* What you are asked to do
Please keep to the lines below from the one with "pub fn rows(&self)" through the one with "to its caller.", and restate them word for word, ends included.

___ The data

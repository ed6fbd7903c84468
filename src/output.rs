use crate::models::{Answer, Cell};
use anyhow::{Context, Result};
use clap::ValueEnum;
use csv::WriterBuilder;
use serde_json::Value;
use std::io::Write;

/// How an [`Answer`] is printed.
#[derive(Debug, Clone, Copy, Default, PartialEq, Eq, ValueEnum)]
pub enum OutputFormat {
    /// Tab-separated, pasteable straight into a spreadsheet
    #[default]
    Tsv,
    Csv,
    Json,
}

/// Writes an answer in the given format. `Empty` writes nothing for the
/// delimited formats and `""` for JSON.
pub fn render<W: Write>(answer: &Answer, format: OutputFormat, mut out: W) -> Result<()> {
    match format {
        OutputFormat::Json => {
            serde_json::to_writer(&mut out, answer).context("Failed to encode JSON")?;
            writeln!(out)?;
            Ok(())
        }
        OutputFormat::Tsv => write_delimited(answer, b'\t', out),
        OutputFormat::Csv => write_delimited(answer, b',', out),
    }
}

fn write_delimited<W: Write>(answer: &Answer, delimiter: u8, out: W) -> Result<()> {
    let mut writer = WriterBuilder::new()
        .delimiter(delimiter)
        .flexible(true)
        .has_headers(false)
        .from_writer(out);

    for record in records(answer) {
        writer.write_record(&record)?;
    }
    writer.flush().context("Failed to flush output")?;
    Ok(())
}

/// Flattens an answer into rows of strings. Object entries become
/// `[key, value...]` rows.
fn records(answer: &Answer) -> Vec<Vec<String>> {
    match answer {
        Answer::Empty => Vec::new(),
        Answer::Table(table) => table
            .rows()
            .iter()
            .map(|row| row.iter().map(Cell::to_string).collect())
            .collect(),
        Answer::Object(map) => map
            .iter()
            .map(|(key, value)| {
                let mut record = vec![key.clone()];
                match value {
                    Value::Array(items) => record.extend(items.iter().map(scalar)),
                    other => record.push(scalar(other)),
                }
                record
            })
            .collect(),
    }
}

fn scalar(value: &Value) -> String {
    match value {
        Value::String(s) => s.clone(),
        other => other.to_string(),
    }
}
use crate::error::{non_empty, LookupResult};
use crate::mediawiki::{self, TitledEntry};
use crate::reference::Reference;
use crate::transport::Transport;
use std::collections::HashSet;
use tracing::debug;

/// Main (article) namespace
pub const NS_MAIN: u32 = 0;
/// Category namespace
pub const NS_CATEGORY: u32 = 14;

/// Redirects pointing at the article.
pub fn synonyms<T: Transport>(transport: &T, reference: &Reference) -> LookupResult<Vec<String>> {
    let request = mediawiki::query(&reference.language)
        .param("blnamespace", "0")
        .param("list", "backlinks")
        .param("blfilterredir", "redirects")
        .param("bllimit", "max")
        .title("bltitle", &reference.title);
    backlink_titles(transport, reference, &request)
}

/// Articles linking to the article, redirects included.
pub fn inbound_links<T: Transport>(
    transport: &T,
    reference: &Reference,
) -> LookupResult<Vec<String>> {
    let request = mediawiki::query(&reference.language)
        .param("list", "backlinks")
        .param("bllimit", "max")
        .param("blnamespace", "0")
        .title("bltitle", &reference.title);
    backlink_titles(transport, reference, &request)
}

/// Articles the article links to.
pub fn outbound_links<T: Transport>(
    transport: &T,
    reference: &Reference,
) -> LookupResult<Vec<String>> {
    let request = mediawiki::query(&reference.language)
        .param("prop", "links")
        .param("plnamespace", "0")
        .param("pllimit", "max")
        .title("titles", &reference.title);
    let page = mediawiki::fetch(transport, &request)?.first_page()?;
    let titles = titles_of(page.links.map(|l| l.entries).unwrap_or_default());
    debug!(reference = %reference, count = titles.len(), "outbound links");
    non_empty(titles)
}

/// Links that go both ways, in inbound order.
pub fn mutual_links<T: Transport>(
    transport: &T,
    reference: &Reference,
) -> LookupResult<Vec<String>> {
    let inbound = inbound_links(transport, reference)?;
    let outbound = outbound_links(transport, reference)?;
    non_empty(intersect(inbound, &outbound))
}

/// Articles in a category.
pub fn category_members<T: Transport>(
    transport: &T,
    category: &Reference,
) -> LookupResult<Vec<String>> {
    category_listing(transport, category, NS_MAIN)
}

/// Categories nested directly under a category.
pub fn subcategories<T: Transport>(
    transport: &T,
    category: &Reference,
) -> LookupResult<Vec<String>> {
    category_listing(transport, category, NS_CATEGORY)
}

fn category_listing<T: Transport>(
    transport: &T,
    category: &Reference,
    namespace: u32,
) -> LookupResult<Vec<String>> {
    let request = mediawiki::query(&category.language)
        .param("list", "categorymembers")
        .param("cmlimit", "max")
        .param("cmprop", "title")
        .param("cmtype", "subcat|page")
        .param("cmnamespace", &namespace.to_string())
        .title("cmtitle", &category.title);
    let query = mediawiki::fetch(transport, &request)?;
    let titles = titles_of(query.categorymembers.map(|c| c.entries).unwrap_or_default());
    debug!(category = %category, namespace, count = titles.len(), "category members");
    non_empty(titles)
}

fn backlink_titles<T: Transport>(
    transport: &T,
    reference: &Reference,
    request: &crate::query::ApiQuery,
) -> LookupResult<Vec<String>> {
    let query = mediawiki::fetch(transport, request)?;
    let titles = titles_of(query.backlinks.map(|b| b.entries).unwrap_or_default());
    debug!(reference = %reference, count = titles.len(), "backlinks");
    non_empty(titles)
}

fn titles_of(entries: Vec<TitledEntry>) -> Vec<String> {
    entries.into_iter().map(|e| e.title).collect()
}

/// Keeps items of `primary` that also occur in `other`, in `primary` order.
pub fn intersect(primary: Vec<String>, other: &[String]) -> Vec<String> {
    let lookup: HashSet<&str> = other.iter().map(String::as_str).collect();
    primary
        .into_iter()
        .filter(|item| lookup.contains(item.as_str()))
        .collect()
}
use chrono::{DateTime, NaiveDate, Utc};
use indexmap::IndexMap;
use serde::Serialize;

/// A single scalar in a result table.
#[derive(Debug, Clone, PartialEq, Serialize)]
#[serde(untagged)]
pub enum Cell {
    Text(String),
    Integer(i64),
    Timestamp(DateTime<Utc>),
}

impl std::fmt::Display for Cell {
    fn fmt(&self, f: &mut std::fmt::Formatter<'_>) -> std::fmt::Result {
        match self {
            Cell::Text(text) => f.write_str(text),
            Cell::Integer(n) => write!(f, "{}", n),
            Cell::Timestamp(ts) => write!(f, "{}", ts.format("%Y-%m-%dT%H:%M:%SZ")),
        }
    }
}

impl From<String> for Cell {
    fn from(value: String) -> Self {
        Cell::Text(value)
    }
}

impl From<&str> for Cell {
    fn from(value: &str) -> Self {
        Cell::Text(value.to_string())
    }
}

impl From<i64> for Cell {
    fn from(value: i64) -> Self {
        Cell::Integer(value)
    }
}

impl From<DateTime<Utc>> for Cell {
    fn from(value: DateTime<Utc>) -> Self {
        Cell::Timestamp(value)
    }
}

/// Ordered rows of ordered cells.
#[derive(Debug, Clone, Default, PartialEq, Serialize)]
#[serde(transparent)]
pub struct Table {
    rows: Vec<Vec<Cell>>,
}

impl Table {
    pub fn from_rows(rows: Vec<Vec<Cell>>) -> Self {
        Self { rows }
    }

    /// One value per row, the way a flat list lands in a spreadsheet column.
    pub fn column<I, C>(values: I) -> Self
    where
        I: IntoIterator<Item = C>,
        C: Into<Cell>,
    {
        Self {
            rows: values.into_iter().map(|v| vec![v.into()]).collect(),
        }
    }

    pub fn rows(&self) -> &[Vec<Cell>] {
        &self.rows
    }

    pub fn len(&self) -> usize {
        self.rows.len()
    }

    pub fn is_empty(&self) -> bool {
        self.rows.is_empty()
    }
}

/// What a spreadsheet-style function hands back to its caller.
///
/// `Empty` is the single "no result" value. It serializes to an empty string so
/// a host cell shows nothing; it is never an empty table.
#[derive(Debug, Clone, PartialEq)]
pub enum Answer {
    Empty,
    Table(Table),
    Object(serde_json::Map<String, serde_json::Value>),
}

impl Answer {
    pub fn is_empty(&self) -> bool {
        matches!(self, Answer::Empty)
    }

    pub fn as_table(&self) -> Option<&Table> {
        match self {
            Answer::Table(table) => Some(table),
            _ => None,
        }
    }

    pub fn as_object(&self) -> Option<&serde_json::Map<String, serde_json::Value>> {
        match self {
            Answer::Object(map) => Some(map),
            _ => None,
        }
    }
}

impl Serialize for Answer {
    fn serialize<S: serde::Serializer>(&self, serializer: S) -> Result<S::Ok, S::Error> {
        match self {
            Answer::Empty => serializer.serialize_str(""),
            Answer::Table(table) => table.serialize(serializer),
            Answer::Object(map) => map.serialize(serializer),
        }
    }
}

/// Insertion-ordered map keyed by language code.
///
/// Re-inserting an existing language overwrites its value but keeps its
/// original position, so output order is first-seen order.
#[derive(Debug, Clone, PartialEq, Serialize)]
#[serde(transparent)]
pub struct LanguageMap<V> {
    entries: IndexMap<String, V>,
}

impl<V> Default for LanguageMap<V> {
    fn default() -> Self {
        Self {
            entries: IndexMap::new(),
        }
    }
}

impl<V> LanguageMap<V> {
    pub fn new() -> Self {
        Self::default()
    }

    pub fn insert(&mut self, language: impl Into<String>, value: V) {
        self.entries.insert(language.into(), value);
    }

    pub fn get(&self, language: &str) -> Option<&V> {
        self.entries.get(language)
    }

    pub fn languages(&self) -> impl Iterator<Item = &str> {
        self.entries.keys().map(String::as_str)
    }

    pub fn iter(&self) -> impl Iterator<Item = (&str, &V)> {
        self.entries.iter().map(|(k, v)| (k.as_str(), v))
    }

    pub fn len(&self) -> usize {
        self.entries.len()
    }

    pub fn is_empty(&self) -> bool {
        self.entries.is_empty()
    }
}

/// A caller-supplied date bound.
#[derive(Debug, Clone, PartialEq, Eq)]
pub enum DateArg {
    /// Already in the remote API's own format (e.g. `20240131`); sent as given.
    Raw(String),
    Date(NaiveDate),
}

impl DateArg {
    /// `YYYY-MM-DD` becomes a structured date, anything else is kept raw.
    pub fn parse(input: &str) -> Self {
        let input = input.trim();
        match NaiveDate::parse_from_str(input, "%Y-%m-%d") {
            Ok(date) => DateArg::Date(date),
            Err(_) => DateArg::Raw(input.to_string()),
        }
    }
}

impl From<NaiveDate> for DateArg {
    fn from(date: NaiveDate) -> Self {
        DateArg::Date(date)
    }
}

/// How Wikidata claims with several values are reported.
#[derive(Debug, Clone, Copy, Default, PartialEq, Eq)]
pub enum MultiValueMode {
    /// Only claims with exactly one value produce a row.
    #[default]
    Single,
    /// Multi-valued claims contribute their first value.
    First,
    /// Multi-valued claims contribute every value, one row each.
    All,
}

impl MultiValueMode {
    /// Case-insensitive `"first"` / `"all"`, matched exactly; anything else,
    /// padded variants included, is the default mode.
    pub fn from_flag(flag: Option<&str>) -> Self {
        match flag.map(str::to_ascii_lowercase).as_deref() {
            Some("first") => MultiValueMode::First,
            Some("all") => MultiValueMode::All,
            _ => MultiValueMode::Single,
        }
    }
}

______

* Solution to this problem
    pub fn rows(&self) -> &[Vec<Cell>] {
        &self.rows
    }

    pub fn len(&self) -> usize {
        self.rows.len()
    }

    pub fn is_empty(&self) -> bool {
        self.rows.is_empty()
    }
}

/// What a spreadsheet-style function hands back to its caller.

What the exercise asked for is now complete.